# Work request
Repeat verbatim, and only, the lines of the data below, beginning at the line that contains "recorder = Arc::new(AudioRecorder::new(microphone(&settings)));" and stopping after the line that contains "if !cli.muted &&".
(Exercise data begins)
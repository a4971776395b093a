use std::path::PathBuf;
use std::sync::Arc;

use anyhow::anyhow;
use clap::{Parser, Subcommand};
use tokio::io::{AsyncBufReadExt, BufReader};
use tracing::{debug, info, warn};
use tracing_subscriber::EnvFilter;

use live_voice_client::core::audio::MicrophoneSource;
use live_voice_client::core::live::{LiveEvent, LiveEventKind, ResponseModality};
use live_voice_client::core::{AudioRecorder, LiveClient};
use live_voice_client::{ClientSettings, PlaybackBackend, SessionOptions, VoiceSession};

/// Live voice client - talk to a generative model over a live WebSocket session
#[derive(Parser, Debug)]
#[command(name = "live-voice-client")]
#[command(version, about, long_about = None)]
struct Cli {
    /// Path to configuration file (YAML)
    #[arg(short = 'c', long = "config", value_name = "FILE")]
    config: Option<PathBuf>,

    /// Ask the model for text responses instead of audio
    #[arg(long = "text-only")]
    text_only: bool,

    /// Text turn sent after the session is set up
    #[arg(short = 'g', long = "greeting")]
    greeting: Option<String>,

    /// Keep the microphone off after connecting
    #[arg(long = "muted")]
    muted: bool,

    /// Subcommand to run
    #[command(subcommand)]
    command: Option<Commands>,
}

#[derive(Subcommand, Debug)]
enum Commands {
    /// List audio input and output devices
    Devices,
}

#[tokio::main]
async fn main() -> anyhow::Result<()> {
    // Load .env file if it exists (must be done before config loading)
    let _ = dotenvy::dotenv();

    tracing_subscriber::fmt()
        .with_env_filter(
            EnvFilter::try_from_default_env().unwrap_or_else(|_| EnvFilter::new("info")),
        )
        .init();

    // Must be installed before the first wss connection
    rustls::crypto::ring::default_provider()
        .install_default()
        .map_err(|_| anyhow!("Failed to install default crypto provider"))?;

    let cli = Cli::parse();

    if let Some(Commands::Devices) = cli.command {
        return list_devices();
    }

    let mut settings = if let Some(config_path) = &cli.config {
        println!("Loading configuration from {}", config_path.display());
        ClientSettings::from_file(config_path).map_err(|e| anyhow!(e.to_string()))?
    } else {
        ClientSettings::from_env().map_err(|e| anyhow!(e.to_string()))?
    };
    if cli.text_only {
        settings.response_modality = ResponseModality::Text;
    }
    if cli.greeting.is_some() {
        settings.greeting = cli.greeting.clone();
    }

    let client = LiveClient::with_options(settings.endpoint(), settings.client_options());
    let _console = subscribe_console(&client);

    let recorder = Arc::new(AudioRecorder::new(microphone(&settings)));
    let session = VoiceSession::new(
        client,
        recorder,
        playback_backend(&settings),
        SessionOptions {
            greeting: settings.greeting.clone(),
            playback_volume: settings.playback_volume,
            ..Default::default()
        },
    );
    session.set_config(settings.live_config());

    info!(model = %settings.model, "Connecting");
    session.connect().await?;

    if !cli.muted && settings.response_modality == ResponseModality::Audio {
        if let Err(e) = session.toggle_mute().await {
            warn!(error = %e, "Microphone unavailable, continuing with text input");
        }
    }

    println!("Connected. Type a message and press enter. /mute toggles the microphone, /quit exits.");

    let mut lines = BufReader::new(tokio::io::stdin()).lines();
    loop {
        tokio::select! {
            _ = tokio::signal::ctrl_c() => break,
            line = lines.next_line() => {
                let Some(line) = line? else { break };
                let line = line.trim();
                match line {
                    "" => continue,
                    "/quit" => break,
                    "/mute" => match session.toggle_mute().await {
                        Ok(true) => println!("[microphone off]"),
                        Ok(false) => println!("[microphone on]"),
                        Err(e) => println!("[microphone error: {e}]"),
                    },
                    "/status" => println!("{:?}", session.status()),
                    text => {
                        if !session.client().is_connected() {
                            println!("[reconnecting]");
                            session.connect().await?;
                        }
                        session.send_text(text)?;
                    }
                }
            }
        }
    }

    session.disconnect();
    info!("Session ended");
    Ok(())
}

/// Print model text, tool calls and connection changes to the console.
fn subscribe_console(client: &LiveClient) -> Vec<live_voice_client::core::Subscription> {
    vec![
        client.on(LiveEventKind::Content, |event| {
            if let LiveEvent::Content(content) = event
                && let Some(turn) = &content.model_turn
            {
                for text in turn.parts.iter().filter_map(|p| p.text.as_deref()) {
                    println!("model> {text}");
                }
            }
        }),
        client.on(LiveEventKind::Interrupted, |_| println!("[interrupted]")),
        client.on(LiveEventKind::ToolCall, |event| {
            if let LiveEvent::ToolCall(call) = event {
                for f in &call.function_calls {
                    println!("[tool call {} ({})]", f.name, f.id);
                }
            }
        }),
        client.on(LiveEventKind::Close, |event| {
            if let LiveEvent::Close(close) = event {
                println!("[closed: {}]", close.reason);
            }
        }),
        client.on(LiveEventKind::ProtocolError, |event| {
            if let LiveEvent::ProtocolError(e) = event {
                warn!(error = %e, "Protocol error");
            }
        }),
        client.on(LiveEventKind::TransportError, |event| {
            if let LiveEvent::TransportError(e) = event {
                warn!(error = %e, "Transport error");
            }
        }),
        client.on(LiveEventKind::Log, |event| {
            if let LiveEvent::Log(log) = event {
                debug!("{log}");
            }
        }),
    ]
}

#[cfg(feature = "device-audio")]
fn list_devices() -> anyhow::Result<()> {
    use live_voice_client::core::audio::{list_input_devices, list_output_devices};

    println!("Input devices:");
    for name in list_input_devices()? {
        println!("  {name}");
    }
    println!("Output devices:");
    for name in list_output_devices()? {
        println!("  {name}");
    }
    Ok(())
}

#[cfg(not(feature = "device-audio"))]
fn list_devices() -> anyhow::Result<()> {
    anyhow::bail!("built without the `device-audio` feature")
}

#[cfg(feature = "device-audio")]
fn microphone(settings: &ClientSettings) -> Arc<dyn MicrophoneSource> {
    Arc::new(live_voice_client::core::audio::CpalMicrophone::new(
        settings.input_device.clone(),
    ))
}

#[cfg(not(feature = "device-audio"))]
fn microphone(_settings: &ClientSettings) -> Arc<dyn MicrophoneSource> {
    Arc::new(NoMicrophone)
}

#[cfg(feature = "device-audio")]
fn playback_backend(settings: &ClientSettings) -> Arc<dyn PlaybackBackend> {
    Arc::new(live_voice_client::DeviceBackend::new(
        settings.output_device.clone(),
    ))
}

#[cfg(not(feature = "device-audio"))]
fn playback_backend(_settings: &ClientSettings) -> Arc<dyn PlaybackBackend> {
    Arc::new(live_voice_client::HeadlessBackend::default())
}

#[cfg(not(feature = "device-audio"))]
struct NoMicrophone;

#[cfg(not(feature = "device-audio"))]
#[async_trait::async_trait]
impl MicrophoneSource for NoMicrophone {
    async fn open(
        &self,
        _constraints: &live_voice_client::core::audio::CaptureConstraints,
    ) -> live_voice_client::core::AudioResult<live_voice_client::core::audio::MicrophoneStream>
    {
        Err(live_voice_client::core::AudioError::DeviceUnavailable(
            "built without the `device-audio` feature".to_string(),
        ))
    }
}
(Exercise data ends)
# Answer below
    let recorder = Arc::new(AudioRecorder::new(microphone(&settings)));
    let session = VoiceSession::new(
        client,
        recorder,
        playback_backend(&settings),
        SessionOptions {
            greeting: settings.greeting.clone(),
            playback_volume: settings.playback_volume,
            ..Default::default()
        },
    );
    session.set_config(settings.live_config());

    info!(model = %settings.model, "Connecting");
    session.connect().await?;

    if !cli.muted && settings.response_modality == ResponseModality::Audio {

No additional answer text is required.